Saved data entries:
━━━━━━━━
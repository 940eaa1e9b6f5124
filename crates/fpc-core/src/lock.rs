//! Counted lock that keeps remote lookups from writing pages while a purge
//! moves the cache around.

use std::path::{Path, PathBuf};
use std::sync::Arc;

use fpc_storage::{Clock, Storage, StorageError};

const LOCK_FILE: &str = "get_cache.lock";

/// Seconds after which a lock is considered abandoned.
pub const LOCK_EXPIRATION: u64 = 300;

/// File lock holding the number of purges in progress.
///
/// Every [`lock`](Self::lock) increments the counter and every
/// [`unlock`](Self::unlock) decrements it; the file is removed when the
/// counter reaches zero. The file time is refreshed on each change so a lock
/// left behind by a crashed process expires.
pub struct PageCacheLock {
    storage: Arc<dyn Storage>,
    clock: Arc<dyn Clock>,
    path: PathBuf,
}

impl PageCacheLock {
    pub fn new(storage: Arc<dyn Storage>, clock: Arc<dyn Clock>) -> Self {
        Self {
            storage,
            clock,
            path: PathBuf::from(LOCK_FILE),
        }
    }

    #[must_use]
    pub fn path(&self) -> &Path {
        &self.path
    }

    /// Current counter. A missing or unreadable file counts as zero.
    #[must_use]
    pub fn count(&self) -> i64 {
        self.storage
            .read(&self.path)
            .ok()
            .and_then(|raw| String::from_utf8_lossy(&raw).trim().parse().ok())
            .unwrap_or(0)
    }

    pub fn lock(&self) -> Result<(), StorageError> {
        let count = if self.storage.exists(&self.path) {
            self.count() + 1
        } else {
            1
        };
        self.store(count)
    }

    /// Returns `false` when there was no lock to release.
    pub fn unlock(&self) -> Result<bool, StorageError> {
        if !self.storage.exists(&self.path) {
            return Ok(false);
        }
        let count = self.count() - 1;
        if count <= 0 {
            self.storage.delete(&self.path)?;
        } else {
            self.store(count)?;
        }
        Ok(true)
    }

    /// Take the lock until the returned guard is dropped.
    pub fn acquire(&self) -> Result<PageCacheLockGuard<'_>, StorageError> {
        self.lock()?;
        Ok(PageCacheLockGuard { lock: self })
    }

    /// Whether a purge holds the lock. An expired lock is removed.
    #[must_use]
    pub fn is_locked(&self) -> bool {
        if !self.storage.exists(&self.path) {
            return false;
        }
        let mtime = self.storage.mtime(&self.path).unwrap_or(0);
        if self.clock.now().saturating_sub(mtime) <= LOCK_EXPIRATION {
            return true;
        }
        tracing::info!(path = %self.path.display(), "Removing abandoned page cache lock");
        if let Err(e) = self.storage.delete(&self.path) {
            tracing::warn!(error = %e, "Failed to remove abandoned page cache lock");
        }
        false
    }

    fn store(&self, count: i64) -> Result<(), StorageError> {
        self.storage.write(&self.path, count.to_string().as_bytes())?;
        self.storage.touch(&self.path, Some(self.clock.now()))
    }
}

/// Releases a [`PageCacheLock`] when dropped, also on early return.
pub struct PageCacheLockGuard<'a> {
    lock: &'a PageCacheLock,
}

impl Drop for PageCacheLockGuard<'_> {
    fn drop(&mut self) {
        if let Err(e) = self.lock.unlock() {
            tracing::warn!(error = %e, "Failed to release page cache lock");
        }
    }
}
//! Colored terminal output.
//!
//! Status messages go to stderr. Fields describing cache state (`key`,
//! `backlog show`) go to stdout so they can be piped.

use console::{Style, Term};

pub(crate) struct Output {
    messages: Term,
    data: Term,
    ok: Style,
    warn: Style,
    fail: Style,
    heading: Style,
    label: Style,
}

impl Output {
    #[must_use]
    pub(crate) fn new() -> Self {
        Self {
            messages: Term::stderr(),
            data: Term::stdout(),
            ok: Style::new().green(),
            warn: Style::new().yellow(),
            fail: Style::new().red().bold(),
            heading: Style::new().cyan().bold(),
            label: Style::new().dim(),
        }
    }

    pub(crate) fn info(&self, msg: &str) {
        let _ = self.data.write_line(msg);
    }

    pub(crate) fn success(&self, msg: &str) {
        self.message(&self.ok, msg);
    }

    pub(crate) fn warning(&self, msg: &str) {
        self.message(&self.warn, msg);
    }

    pub(crate) fn error(&self, msg: &str) {
        self.message(&self.fail, msg);
    }

    /// Section title above a list of fields.
    pub(crate) fn highlight(&self, msg: &str) {
        let _ = self.data.write_line(&self.heading.apply_to(msg).to_string());
    }

    /// `name value` with the name dimmed and padded to `width`.
    pub(crate) fn field(&self, name: &str, value: &str, width: usize) {
        let name = format!("{name:<width$}");
        let _ = self
            .data
            .write_line(&format!("{} {value}", self.label.apply_to(name)));
    }

    fn message(&self, style: &Style, msg: &str) {
        let _ = self.messages.write_line(&style.apply_to(msg).to_string());
    }
}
━━━━━━━━
Problem description ▸
Each record must be output word for word.

Your solution ▸
repository 940eaa1e9b6f5124
filename crates/fpc-core/src/lock.rs
//! Counted lock that keeps remote lookups from writing pages while a purge
//! moves the cache around.

use std::path::{Path, PathBuf};
use std::sync::Arc;

use fpc_storage::{Clock, Storage, StorageError};

const LOCK_FILE: &str = "get_cache.lock";

/// Seconds after which a lock is considered abandoned.
pub const LOCK_EXPIRATION: u64 = 300;

/// File lock holding the number of purges in progress.
///
/// Every [`lock`](Self::lock) increments the counter and every
/// [`unlock`](Self::unlock) decrements it; the file is removed when the
/// counter reaches zero. The file time is refreshed on each change so a lock
/// left behind by a crashed process expires.
pub struct PageCacheLock {
    storage: Arc<dyn Storage>,
    clock: Arc<dyn Clock>,
    path: PathBuf,
}

impl PageCacheLock {
    pub fn new(storage: Arc<dyn Storage>, clock: Arc<dyn Clock>) -> Self {
        Self {
            storage,
            clock,
            path: PathBuf::from(LOCK_FILE),
        }
    }

    #[must_use]
    pub fn path(&self) -> &Path {
        &self.path
    }

    /// Current counter. A missing or unreadable file counts as zero.
    #[must_use]
    pub fn count(&self) -> i64 {
        self.storage
            .read(&self.path)
            .ok()
            .and_then(|raw| String::from_utf8_lossy(&raw).trim().parse().ok())
            .unwrap_or(0)
    }

    pub fn lock(&self) -> Result<(), StorageError> {
        let count = if self.storage.exists(&self.path) {
            self.count() + 1
        } else {
            1
        };
        self.store(count)
    }

    /// Returns `false` when there was no lock to release.
    pub fn unlock(&self) -> Result<bool, StorageError> {
        if !self.storage.exists(&self.path) {
            return Ok(false);
        }
        let count = self.count() - 1;
        if count <= 0 {
            self.storage.delete(&self.path)?;
        } else {
            self.store(count)?;
        }
        Ok(true)
    }

    /// Take the lock until the returned guard is dropped.
    pub fn acquire(&self) -> Result<PageCacheLockGuard<'_>, StorageError> {
        self.lock()?;
        Ok(PageCacheLockGuard { lock: self })
    }

    /// Whether a purge holds the lock. An expired lock is removed.
    #[must_use]
    pub fn is_locked(&self) -> bool {
        if !self.storage.exists(&self.path) {
            return false;
        }
        let mtime = self.storage.mtime(&self.path).unwrap_or(0);
        if self.clock.now().saturating_sub(mtime) <= LOCK_EXPIRATION {
            return true;
        }
        tracing::info!(path = %self.path.display(), "Removing abandoned page cache lock");
        if let Err(e) = self.storage.delete(&self.path) {
            tracing::warn!(error = %e, "Failed to remove abandoned page cache lock");
        }
        false
    }

    fn store(&self, count: i64) -> Result<(), StorageError> {
        self.storage.write(&self.path, count.to_string().as_bytes())?;
        self.storage.touch(&self.path, Some(self.clock.now()))
    }
}

/// Releases a [`PageCacheLock`] when dropped, also on early return.
pub struct PageCacheLockGuard<'a> {
    lock: &'a PageCacheLock,
}

impl Drop for PageCacheLockGuard<'_> {
    fn drop(&mut self) {
        if let Err(e) = self.lock.unlock() {
            tracing::warn!(error = %e, "Failed to release page cache lock");
        }
    }
}
//! Colored terminal output.
//!
//! Status messages go to stderr. Fields describing cache state (`key`,
//! `backlog show`) go to stdout so they can be piped.

use console::{Style, Term};

pub(crate) struct Output {
    messages: Term,
    data: Term,
    ok: Style,
    warn: Style,
    fail: Style,
    heading: Style,
    label: Style,
}

impl Output {
    #[must_use]
    pub(crate) fn new() -> Self {
        Self {
            messages: Term::stderr(),
            data: Term::stdout(),
            ok: Style::new().green(),
            warn: Style::new().yellow(),
            fail: Style::new().red().bold(),
            heading: Style::new().cyan().bold(),
            label: Style::new().dim(),
        }
    }

    pub(crate) fn info(&self, msg: &str) {
        let _ = self.data.write_line(msg);
    }

    pub(crate) fn success(&self, msg: &str) {
        self.message(&self.ok, msg);
    }

    pub(crate) fn warning(&self, msg: &str) {
        self.message(&self.warn, msg);
    }

    pub(crate) fn error(&self, msg: &str) {
        self.message(&self.fail, msg);
    }

    /// Section title above a list of fields.
    pub(crate) fn highlight(&self, msg: &str) {
        let _ = self.data.write_line(&self.heading.apply_to(msg).to_string());
    }

    /// `name value` with the name dimmed and padded to `width`.
    pub(crate) fn field(&self, name: &str, value: &str, width: usize) {
        let name = format!("{name:<width$}");
        let _ = self
            .data
            .write_line(&format!("{} {value}", self.label.apply_to(name)));
    }

    fn message(&self, style: &Style, msg: &str) {
        let _ = self.messages.write_line(&style.apply_to(msg).to_string());
    }
}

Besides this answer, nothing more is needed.